I purchased an off-plan, one-bedroom apartment in Dubai in February 2018. At the time of purchasing, the developer informed me that the apartment would be complete in the third quarter of 2018. That time approached and then the third quarter became the fourth quarter of 2018 and so it went on. To cut a long story short, the developer now predicts handover will happen sometime in 2021. The property has been registered with the Dubai Land Department along with a Land Number and a UAE ID number. As I no longer live and work in Dubai I would ideally like to sell the property. What I want to know is: what should I do given the uncertainty over the completion date? And, do I have any case for redress with the developer from a legal perspective over the inordinate delays so far? MJ, UK
Delays in handover from developers is the norm, I'm afraid to say. Many blame reasons such as force majeure, some rely too much on sales to fund the project and others have funding problems via the banks. The law states that a developer can handover with a delay of 12 months but this can also be stretched out due to the reasons above along with many others.

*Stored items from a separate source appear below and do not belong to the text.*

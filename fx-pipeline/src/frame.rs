use bytes::Bytes;

/// One image plane with its memory layout.
#[derive(Clone, Debug, Default, PartialEq, Eq)]
pub struct Plane {
    pub data: Bytes,
    pub row_stride: usize,
    pub pixel_stride: usize,
}

impl Plane {
    pub fn new(data: impl Into<Bytes>, row_stride: usize, pixel_stride: usize) -> Self {
        Self {
            data: data.into(),
            row_stride,
            pixel_stride,
        }
    }

    /// Sample at column `x`, row `y`, honoring both strides.
    pub fn sample(&self, x: usize, y: usize) -> u8 {
        self.data
            .get(y * self.row_stride + x * self.pixel_stride)
            .copied()
            .unwrap_or(0)
    }
}

/// A decoded YUV 4:2:0 picture. Planes are stored Y, U, V.
#[derive(Clone, Debug, PartialEq, Eq)]
pub struct RawFrame {
    pub planes: [Plane; 3],
    pub width: u32,
    pub height: u32,
    pub presentation_time_us: i64,
}

impl RawFrame {
    pub fn luma(&self) -> &Plane {
        &self.planes[0]
    }

    pub fn u_plane(&self) -> &Plane {
        &self.planes[1]
    }

    pub fn v_plane(&self) -> &Plane {
        &self.planes[2]
    }

    /// Copies a planar YUV420P ffmpeg frame into tightly packed planes.
    pub fn from_yuv420p(
        frame: &ffmpeg_next::frame::Video,
        presentation_time_us: i64,
    ) -> anyhow::Result<Self> {
        if frame.format() != ffmpeg_next::format::Pixel::YUV420P {
            anyhow::bail!("expected yuv420p frame, got {:?}", frame.format());
        }
        let width = frame.width();
        let height = frame.height();
        let cw = width.div_ceil(2) as usize;
        let ch = height.div_ceil(2) as usize;
        let dims = [(width as usize, height as usize), (cw, ch), (cw, ch)];

        let planes: [Plane; 3] = std::array::from_fn(|i| {
            let (w, h) = dims[i];
            let stride = frame.stride(i);
            let src = frame.data(i);
            let mut out = Vec::with_capacity(w * h);
            for row in 0..h {
                let start = row * stride;
                out.extend_from_slice(&src[start..start + w]);
            }
            Plane::new(out, w, 1)
        });

        Ok(Self {
            planes,
            width,
            height,
            presentation_time_us,
        })
    }
}

/// A picture presented on a [`crate::surface::Surface`], tightly packed I420.
#[derive(Clone, Debug, PartialEq, Eq)]
pub struct SurfaceFrame {
    pub width: u32,
    pub height: u32,
    pub data: Bytes,
}

impl SurfaceFrame {
    pub fn expected_len(width: u32, height: u32) -> usize {
        let luma = width as usize * height as usize;
        let chroma = width.div_ceil(2) as usize * height.div_ceil(2) as usize;
        luma + 2 * chroma
    }

    pub fn new(width: u32, height: u32, data: impl Into<Bytes>) -> anyhow::Result<Self> {
        let data = data.into();
        let expected = Self::expected_len(width, height);
        if data.len() != expected {
            anyhow::bail!(
                "surface frame {}x{} needs {} bytes, got {}",
                width,
                height,
                expected,
                data.len()
            );
        }
        Ok(Self {
            width,
            height,
            data,
        })
    }

    fn luma_len(&self) -> usize {
        self.width as usize * self.height as usize
    }

    fn chroma_len(&self) -> usize {
        self.width.div_ceil(2) as usize * self.height.div_ceil(2) as usize
    }

    pub fn y(&self) -> &[u8] {
        &self.data[..self.luma_len()]
    }

    pub fn u(&self) -> &[u8] {
        let start = self.luma_len();
        &self.data[start..start + self.chroma_len()]
    }

    pub fn v(&self) -> &[u8] {
        let start = self.luma_len() + self.chroma_len();
        &self.data[start..start + self.chroma_len()]
    }
}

According to the developer's website, the delivery date for the project is the fourth quarter of 2020 making it approximately two years overdue. The webpage goes on to state the structure is at 49 per cent, so there is still much to do including the mechanical, electrical and plumbing (MEP), not to mention the finishing works. That said the delivery date may take even longer.

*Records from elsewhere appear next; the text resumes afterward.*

//! Frame transform engine capability and the adapter the pipeline drives it
//! through.

pub mod software;

use crate::{
    error::{TranscodeError, TranscodeResult},
    frame::RawFrame,
    geometry::MediaGeometry,
    surface::Surface,
};

#[derive(Clone, Copy, Debug, PartialEq, Eq)]
pub enum ImageFormat {
    /// Luma followed by two chroma planes, 4:2:0 subsampled.
    Yuv420888,
}

/// One source picture as the engine receives it.
#[derive(Debug)]
pub struct EngineFrame<'a> {
    /// Y, then V, then U.
    pub data: &'a [u8],
    pub width: u32,
    pub height: u32,
    /// Clockwise rotation to apply before rendering.
    pub orientation: i32,
    pub mirror: bool,
    pub format: ImageFormat,
    /// Pixel stride of the chroma planes.
    pub pixel_stride: usize,
}

/// An external renderer that draws an effect over each submitted frame onto
/// a bound surface.
pub trait FrameTransformEngine: Send {
    fn initialize(&mut self) -> anyhow::Result<()>;
    fn switch_effect(&mut self, slot: &str, path: &str) -> anyhow::Result<()>;
    fn set_render_surface(
        &mut self,
        surface: Surface,
        width: u32,
        height: u32,
    ) -> anyhow::Result<()>;
    /// Returns once the engine has consumed `frame`. The rendered result
    /// shows up on the surface, not here.
    fn receive_frame(&mut self, frame: &EngineFrame<'_>) -> anyhow::Result<()>;
    fn release(&mut self);
}

/// Effect selection: an opaque slot name and an asset path the engine resolves.
#[derive(Clone, Debug, PartialEq, Eq)]
pub struct Effect {
    pub slot: String,
    pub path: String,
}

impl Effect {
    pub const MASK_SLOT: &'static str = "mask";

    pub fn new(slot: impl Into<String>, path: impl Into<String>) -> Self {
        Self {
            slot: slot.into(),
            path: path.into(),
        }
    }

    pub fn mask(path: impl Into<String>) -> Self {
        Self::new(Self::MASK_SLOT, path)
    }
}

/// Packs a frame into the engine's input layout: the luma plane, then the V
/// plane, then the U plane, each copied whole.
pub fn pack_yvu(frame: &RawFrame, out: &mut Vec<u8>) {
    let [y, u, v] = &frame.planes;
    out.clear();
    out.reserve(y.data.len() + u.data.len() + v.data.len());
    out.extend_from_slice(&y.data);
    out.extend_from_slice(&v.data);
    out.extend_from_slice(&u.data);
}

/// Owns the engine for one job. Binding happens before either codec starts.
pub struct EngineAdapter {
    engine: Option<Box<dyn FrameTransformEngine>>,
    rotation: i32,
    packed: Vec<u8>,
    submitted: u64,
}

impl EngineAdapter {
    /// Initializes the engine, selects `effect` and hands it the encoder's
    /// surface at rotated output size. On failure the engine is released.
    pub fn bind(
        mut engine: Box<dyn FrameTransformEngine>,
        effect: &Effect,
        surface: Surface,
        geometry: &MediaGeometry,
    ) -> TranscodeResult<Self> {
        let width = geometry.rotated_width();
        let height = geometry.rotated_height();
        let bound = engine
            .initialize()
            .and_then(|_| engine.switch_effect(&effect.slot, &effect.path))
            .and_then(|_| engine.set_render_surface(surface, width, height));
        if let Err(e) = bound {
            engine.release();
            return Err(TranscodeError::engine_init(e));
        }
        log::info!(
            "engine bound: effect {}={} surface {}x{}",
            effect.slot,
            effect.path,
            width,
            height
        );
        Ok(Self {
            engine: Some(engine),
            rotation: geometry.rotation_degrees,
            packed: Vec::new(),
            submitted: 0,
        })
    }

    /// Blocks until the engine took the frame.
    pub fn submit(&mut self, frame: &RawFrame) -> TranscodeResult<()> {
        let mut packed = std::mem::take(&mut self.packed);
        pack_yvu(frame, &mut packed);
        let submitted = self.submit_packed(&packed, frame);
        self.packed = packed;
        submitted
    }

    /// Submits `data`, already packed with [`pack_yvu`] from `frame`.
    pub fn submit_packed(&mut self, data: &[u8], frame: &RawFrame) -> TranscodeResult<()> {
        let engine = self
            .engine
            .as_mut()
            .ok_or_else(|| TranscodeError::EngineFailure("engine released".into()))?;
        let input = EngineFrame {
            data,
            width: frame.width,
            height: frame.height,
            orientation: self.rotation,
            mirror: false,
            format: ImageFormat::Yuv420888,
            pixel_stride: frame.u_plane().pixel_stride,
        };
        engine.receive_frame(&input).map_err(TranscodeError::engine)?;
        self.submitted += 1;
        Ok(())
    }

    pub fn submitted(&self) -> u64 {
        self.submitted
    }

    pub fn release(&mut self) {
        if let Some(mut engine) = self.engine.take() {
            engine.release();
            log::debug!("engine released after {} frames", self.submitted);
        }
    }
}

impl Drop for EngineAdapter {
    fn drop(&mut self) {
        self.release();
    }
}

Like many developers, this company has had issues in the past with many aspects of real estate from building delays giving rise to late delivery of units to maintenance and customer queries.
The developer recently restructured and streamlined the business to become leaner. They had close to 1,000 employees on the sales side but have trimmed this to a couple of hundred today stating their focus now is on delivery of the projects. I realise that from your perspective this may seem empty words but this may have a positive effect on the delivery date of your unit
Despite the annoyance of waiting way beyond what is reasonable, I would continue to wait and see it out. The reason being is the project itself. The location is good both geographically and strategically, given the Metro will link up with the rest of the transport system, and a large mall is scheduled to be built nearby.
While nothing is guaranteed, I believe this developer is too large to fail. It may have bitten off more than it can chew as it has dozens of ongoing projects that are scheduled to be built by 2023 and more than 100 in planning, so delivery on time could be challenging.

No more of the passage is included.